O filme “Emilia Pérez” foi do céu ao inferno em poucos dias. Indicado em 13 categorias do Oscar, deve sair com as mãos quase vazias pelas projeções dos especialistas. Como, então, uma obra que só perde em indicações para “A Malvada” (1950), “Titanic” (1997) e “Lala Land” (2016) passou da possível consagração ao fiasco? Os concorrentes são tão melhores? Os responsáveis estavam todos doidões ao apontarem tantas qualidades ao trabalho final de Jacques Audiard?
Emilia Pérez era favorito e aclamado pela crítica até o cancelamento de Karla Sofia Gascón. Quem ousava dizer que não gostava, fazia de forma quase envergonhada, com muitas tergiversações. Quando a atriz principal se torna um pária, ficaram todos à vontade para dizer que o filme é uma porcaria, que não sabem como recebeu tantas indicações. Sem falar da turma “não vi, não gostei”.
Há quem aponte que o problema é que os mexicanos detestaram o filme. O problema é que a imprensa destacou a reação negativa nas redes sociais como se fosse unanimidade nacional. Parecem se esquecer que as discussões nessas plataformas são um fragmento do debate e que declarações polêmicas e discurso de ódio são impulsionados pelos algoritmos desde sempre. Mas é uma bobagem bancar que Emilia Perez ofende todo um povo, inclusive porque o que não falta nas redes é gente ofendida.
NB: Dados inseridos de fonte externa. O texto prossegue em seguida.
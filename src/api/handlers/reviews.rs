//! Handlers for review endpoints.
//!
//! Reviews are listed and created under their place and addressed directly
//! by id otherwise.

use axum::{
    Json,
    extract::{Path, State},
    http::StatusCode,
};

use crate::api::dto::index::EmptyResponse;
use crate::api::extract::JsonBody;
use crate::domain::entities::{NewReview, Object, ReviewPatch};
use crate::error::AppError;
use crate::state::AppState;

/// Lists the reviews of a place.
///
/// # Endpoint
///
/// `GET /places/{place_id}/reviews`
///
/// # Errors
///
/// Returns 404 if the place does not exist.
pub async fn review_list_handler(
    Path(place_id): Path<String>,
    State(state): State<AppState>,
) -> Result<Json<Vec<Object>>, AppError> {
    let reviews = state.review_service.list_reviews(&place_id).await?;

    Ok(Json(reviews.into_iter().map(Object::from).collect()))
}

/// `GET /reviews/{id}`
pub async fn get_review_handler(
    Path(id): Path<String>,
    State(state): State<AppState>,
) -> Result<Json<Object>, AppError> {
    let review = state.review_service.get_review(&id).await?;

    Ok(Json(review.into()))
}

/// Creates a review on a place.
///
/// # Endpoint
///
/// `POST /places/{place_id}/reviews`
///
/// The place is resolved before the body is looked at, so an unknown place
/// answers 404 even for a malformed body.
///
/// # Errors
///
/// Returns 404 if the place or the referenced user does not exist.
/// Returns 400 if the body is not a JSON object or `user_id`/`text` is missing.
pub async fn create_review_handler(
    Path(place_id): Path<String>,
    State(state): State<AppState>,
    body: Result<JsonBody, AppError>,
) -> Result<(StatusCode, Json<Object>), AppError> {
    let place = state.review_service.get_place(&place_id).await?;

    let new_review = NewReview::try_from(&body?)?;
    let review = state
        .review_service
        .create_review(&place, new_review)
        .await?;

    Ok((StatusCode::CREATED, Json(review.into())))
}

/// Updates the text of a review.
///
/// # Endpoint
///
/// `PUT /reviews/{id}`
///
/// # Errors
///
/// Returns 400 if the body is not a JSON object.
/// Returns 404 if the review does not exist.
pub async fn update_review_handler(
    Path(id): Path<String>,
    State(state): State<AppState>,
    body: JsonBody,
) -> Result<Json<Object>, AppError> {
    let patch = ReviewPatch::try_from(&body)?;
    let review = state.review_service.update_review(&id, patch).await?;

    Ok(Json(review.into()))
}

/// `DELETE /reviews/{id}`
pub async fn delete_review_handler(
    Path(id): Path<String>,
    State(state): State<AppState>,
) -> Result<Json<EmptyResponse>, AppError> {
    state.review_service.delete_review(&id).await?;

    Ok(Json(EmptyResponse::default()))
}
Claro que qualquer trabalho artístico toca as pessoas de maneira diversa. O body horror de “A Substância” não agrada a muitos, mas não é desprezado como Emilia Pérez passou a ser. O filme de Audiard vem sendo atacado exatamente pelos méritos que têm.
É estereotipado, extravagante, grotesco, inovador e transforma a tragédia social dos milhares de desaparecidos num musical, que trata da mesma forma a mudança de gênero, a violência contra mulher, corrupção e narcoestado. Por tudo isso pode causar imenso desconforto ao expectador que acredita que esses temas só podem ser tratados de forma cartesiana.
Mas a desgraça de Emilia Pérez veio mesmo com o cancelamento de Gascón, abandonada pelo público que festejou o sucesso e a indicação de uma mulher trans a vários prêmios, pelos colegas de elenco, pelo diretor e possivelmente pelos críticos responsáveis pela avalanche de indicações ao Oscar.
Particularmente, achei sua atuação apenas mediana e seu papel coadjuvante, diferentemente do que foi alardeado. A grande estrela é Zoe Saldaña, que talvez seja a responsável por ganhar um dos únicos prêmios para o filme.
O ponto principal é que se os jurados do Oscar sucumbiram ao histerismo da opinião pública, que já condenou Gascón ao exílio social, e deixaram de avaliar Emilia Pérez pelo que é como obra cinematográfica, quem perde é a arte.
Se o filme protagonizar o fracasso que se anuncia na noite da premiação, há de se questionar se suas 13 indicações não foram mera sinalização de virtude dos membros da Academia, que usaram Sofia Karla, uma mulher trans, para provar que a indústria é inclusiva.